Action item> What this exercise calls for is an exact copy of the data.

Source data
-- Opening Marker --
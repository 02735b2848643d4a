//! Observability helpers for the client.
//!
//! The library only records through the `metrics` facade; installing a
//! recorder or exporter is left to the embedding application.

pub mod metrics;
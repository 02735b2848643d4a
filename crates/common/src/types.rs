//! Identifier newtypes for the session aggregate.
//!
//! Identifiers are issued by the backend and treated as opaque strings.
//! Session and participant ids are UUIDs in practice while meeting ids come
//! from the conferencing provider, so none of them are parsed.

use serde::{Deserialize, Serialize};
use std::fmt;

macro_rules! opaque_id {
    ($(#[$meta:meta])* $name:ident) => {
        $(#[$meta])*
        #[derive(Debug, Clone, PartialEq, Eq, Hash, PartialOrd, Ord, Serialize, Deserialize)]
        #[serde(transparent)]
        pub struct $name(String);

        impl $name {
            /// Wrap a backend-issued identifier.
            #[must_use]
            pub fn new(id: impl Into<String>) -> Self {
                Self(id.into())
            }

            /// Borrow the identifier as a string slice.
            #[must_use]
            pub fn as_str(&self) -> &str {
                &self.0
            }
        }

        impl fmt::Display for $name {
            fn fmt(&self, f: &mut fmt::Formatter<'_>) -> fmt::Result {
                f.write_str(&self.0)
            }
        }

        impl From<&str> for $name {
            fn from(id: &str) -> Self {
                Self(id.to_string())
            }
        }

        impl From<String> for $name {
            fn from(id: String) -> Self {
                Self(id)
            }
        }
    };
}

opaque_id!(
    /// Unique identifier for a session (a class or course).
    SessionId
);

opaque_id!(
    /// Unique identifier for a participant within a session.
    ParticipantId
);

opaque_id!(
    /// Identifier of a meeting, as issued by the conferencing provider.
    MeetingId
);

#[cfg(test)]
mod tests {
    use super::*;

    #[test]
    fn test_ids_serialize_as_plain_strings() {
        let id = MeetingId::new("85746065432");
        let json = serde_json::to_string(&id).unwrap_or_default();
        assert_eq!(json, "\"85746065432\"");

        let parsed: SessionId = serde_json::from_str("\"abc\"").unwrap_or_else(|_| "x".into());
        assert_eq!(parsed.as_str(), "abc");
    }

    #[test]
    fn test_display_matches_inner_value() {
        let id = ParticipantId::from("p-1");
        assert_eq!(id.to_string(), "p-1");
    }
}
//! Metrics definitions for backend calls.
//!
//! All metrics follow Prometheus naming conventions:
//! - `liveclass_` prefix
//! - `_total` suffix for counters
//! - `_seconds` suffix for duration histograms
//!
//! # Cardinality
//!
//! - `method`: the handful of verbs the backend surface uses
//! - `endpoint`: the fixed REST surface with ids replaced by `{id}`
//! - `status`: `success` or `error`

use metrics::{counter, histogram};
use std::time::Duration;

/// Record one completed backend call.
///
/// Metric: `liveclass_backend_requests_total`, `liveclass_backend_request_duration_seconds`
/// Labels: `method`, `endpoint`, `status`
///
/// `status_code` is `None` when no response was received.
pub fn record_backend_request(
    method: &str,
    path: &str,
    status_code: Option<u16>,
    duration: Duration,
) {
    let endpoint = normalize_endpoint(path);
    let status = categorize_status_code(status_code);

    histogram!("liveclass_backend_request_duration_seconds",
        "method" => method.to_string(),
        "endpoint" => endpoint.clone()
    )
    .record(duration.as_secs_f64());

    counter!("liveclass_backend_requests_total",
        "method" => method.to_string(),
        "endpoint" => endpoint,
        "status" => status
    )
    .increment(1);
}

/// Record a fetch abandoned by its caller.
///
/// Metric: `liveclass_fetches_aborted_total`
pub fn record_aborted_fetch() {
    counter!("liveclass_fetches_aborted_total").increment(1);
}

fn categorize_status_code(status_code: Option<u16>) -> &'static str {
    match status_code {
        Some(200..=299) => "success",
        _ => "error",
    }
}

/// Normalize a request path to bound label cardinality.
///
/// Segments following `sessions`, `participants` and `meetings` are ids.
fn normalize_endpoint(path: &str) -> String {
    let mut normalized = Vec::new();
    let mut previous = "";

    for segment in path.trim_start_matches('/').split('/') {
        let is_id = matches!(previous, "sessions" | "participants" | "meetings")
            && !segment.is_empty();
        normalized.push(if is_id { "{id}" } else { segment });
        previous = segment;
    }

    let normalized = format!("/{}", normalized.join("/"));
    if is_known_endpoint(&normalized) {
        normalized
    } else {
        "/other".to_string()
    }
}

fn is_known_endpoint(endpoint: &str) -> bool {
    matches!(
        endpoint,
        "/sessions"
            | "/sessions/{id}"
            | "/sessions/{id}/participants"
            | "/sessions/{id}/participants/{id}"
            | "/sessions/{id}/send-invites"
            | "/sessions/{id}/meetings"
            | "/sessions/{id}/meetings/{id}"
            | "/sessions/{id}/recordings"
            | "/sessions/{id}/recordings/stream_urls"
            | "/sessions/{id}/store-recordings"
            | "/sessions/{id}/download-recordings-local"
    )
}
-- Closing Marker --
Output of the task>
repository 02735b2848643d4a
//! Observability helpers for the client.
//!
//! The library only records through the `metrics` facade; installing a
//! recorder or exporter is left to the embedding application.

pub mod metrics;
repository 02735b2848643d4a
filename crates/common/src/types.rs
//! Identifier newtypes for the session aggregate.
//!
//! Identifiers are issued by the backend and treated as opaque strings.
//! Session and participant ids are UUIDs in practice while meeting ids come
//! from the conferencing provider, so none of them are parsed.

use serde::{Deserialize, Serialize};
use std::fmt;

macro_rules! opaque_id {
    ($(#[$meta:meta])* $name:ident) => {
        $(#[$meta])*
        #[derive(Debug, Clone, PartialEq, Eq, Hash, PartialOrd, Ord, Serialize, Deserialize)]
        #[serde(transparent)]
        pub struct $name(String);

        impl $name {
            /// Wrap a backend-issued identifier.
            #[must_use]
            pub fn new(id: impl Into<String>) -> Self {
                Self(id.into())
            }

            /// Borrow the identifier as a string slice.
            #[must_use]
            pub fn as_str(&self) -> &str {
                &self.0
            }
        }

        impl fmt::Display for $name {
            fn fmt(&self, f: &mut fmt::Formatter<'_>) -> fmt::Result {
                f.write_str(&self.0)
            }
        }

        impl From<&str> for $name {
            fn from(id: &str) -> Self {
                Self(id.to_string())
            }
        }

        impl From<String> for $name {
            fn from(id: String) -> Self {
                Self(id)
            }
        }
    };
}

opaque_id!(
    /// Unique identifier for a session (a class or course).
    SessionId
);

opaque_id!(
    /// Unique identifier for a participant within a session.
    ParticipantId
);

opaque_id!(
    /// Identifier of a meeting, as issued by the conferencing provider.
    MeetingId
);

#[cfg(test)]
mod tests {
    use super::*;

    #[test]
    fn test_ids_serialize_as_plain_strings() {
        let id = MeetingId::new("85746065432");
        let json = serde_json::to_string(&id).unwrap_or_default();
        assert_eq!(json, "\"85746065432\"");

        let parsed: SessionId = serde_json::from_str("\"abc\"").unwrap_or_else(|_| "x".into());
        assert_eq!(parsed.as_str(), "abc");
    }

    #[test]
    fn test_display_matches_inner_value() {
        let id = ParticipantId::from("p-1");
        assert_eq!(id.to_string(), "p-1");
    }
}
//! Metrics definitions for backend calls.
//!
//! All metrics follow Prometheus naming conventions:
//! - `liveclass_` prefix
//! - `_total` suffix for counters
//! - `_seconds` suffix for duration histograms
//!
//! # Cardinality
//!
//! - `method`: the handful of verbs the backend surface uses
//! - `endpoint`: the fixed REST surface with ids replaced by `{id}`
//! - `status`: `success` or `error`

use metrics::{counter, histogram};
use std::time::Duration;

/// Record one completed backend call.
///
/// Metric: `liveclass_backend_requests_total`, `liveclass_backend_request_duration_seconds`
/// Labels: `method`, `endpoint`, `status`
///
/// `status_code` is `None` when no response was received.
pub fn record_backend_request(
    method: &str,
    path: &str,
    status_code: Option<u16>,
    duration: Duration,
) {
    let endpoint = normalize_endpoint(path);
    let status = categorize_status_code(status_code);

    histogram!("liveclass_backend_request_duration_seconds",
        "method" => method.to_string(),
        "endpoint" => endpoint.clone()
    )
    .record(duration.as_secs_f64());

    counter!("liveclass_backend_requests_total",
        "method" => method.to_string(),
        "endpoint" => endpoint,
        "status" => status
    )
    .increment(1);
}

/// Record a fetch abandoned by its caller.
///
/// Metric: `liveclass_fetches_aborted_total`
pub fn record_aborted_fetch() {
    counter!("liveclass_fetches_aborted_total").increment(1);
}

fn categorize_status_code(status_code: Option<u16>) -> &'static str {
    match status_code {
        Some(200..=299) => "success",
        _ => "error",
    }
}

/// Normalize a request path to bound label cardinality.
///
/// Segments following `sessions`, `participants` and `meetings` are ids.
fn normalize_endpoint(path: &str) -> String {
    let mut normalized = Vec::new();
    let mut previous = "";

    for segment in path.trim_start_matches('/').split('/') {
        let is_id = matches!(previous, "sessions" | "participants" | "meetings")
            && !segment.is_empty();
        normalized.push(if is_id { "{id}" } else { segment });
        previous = segment;
    }

    let normalized = format!("/{}", normalized.join("/"));
    if is_known_endpoint(&normalized) {
        normalized
    } else {
        "/other".to_string()
    }
}

fn is_known_endpoint(endpoint: &str) -> bool {
    matches!(
        endpoint,
        "/sessions"
            | "/sessions/{id}"
            | "/sessions/{id}/participants"
            | "/sessions/{id}/participants/{id}"
            | "/sessions/{id}/send-invites"
            | "/sessions/{id}/meetings"
            | "/sessions/{id}/meetings/{id}"
            | "/sessions/{id}/recordings"
            | "/sessions/{id}/recordings/stream_urls"
            | "/sessions/{id}/store-recordings"
            | "/sessions/{id}/download-recordings-local"
    )
}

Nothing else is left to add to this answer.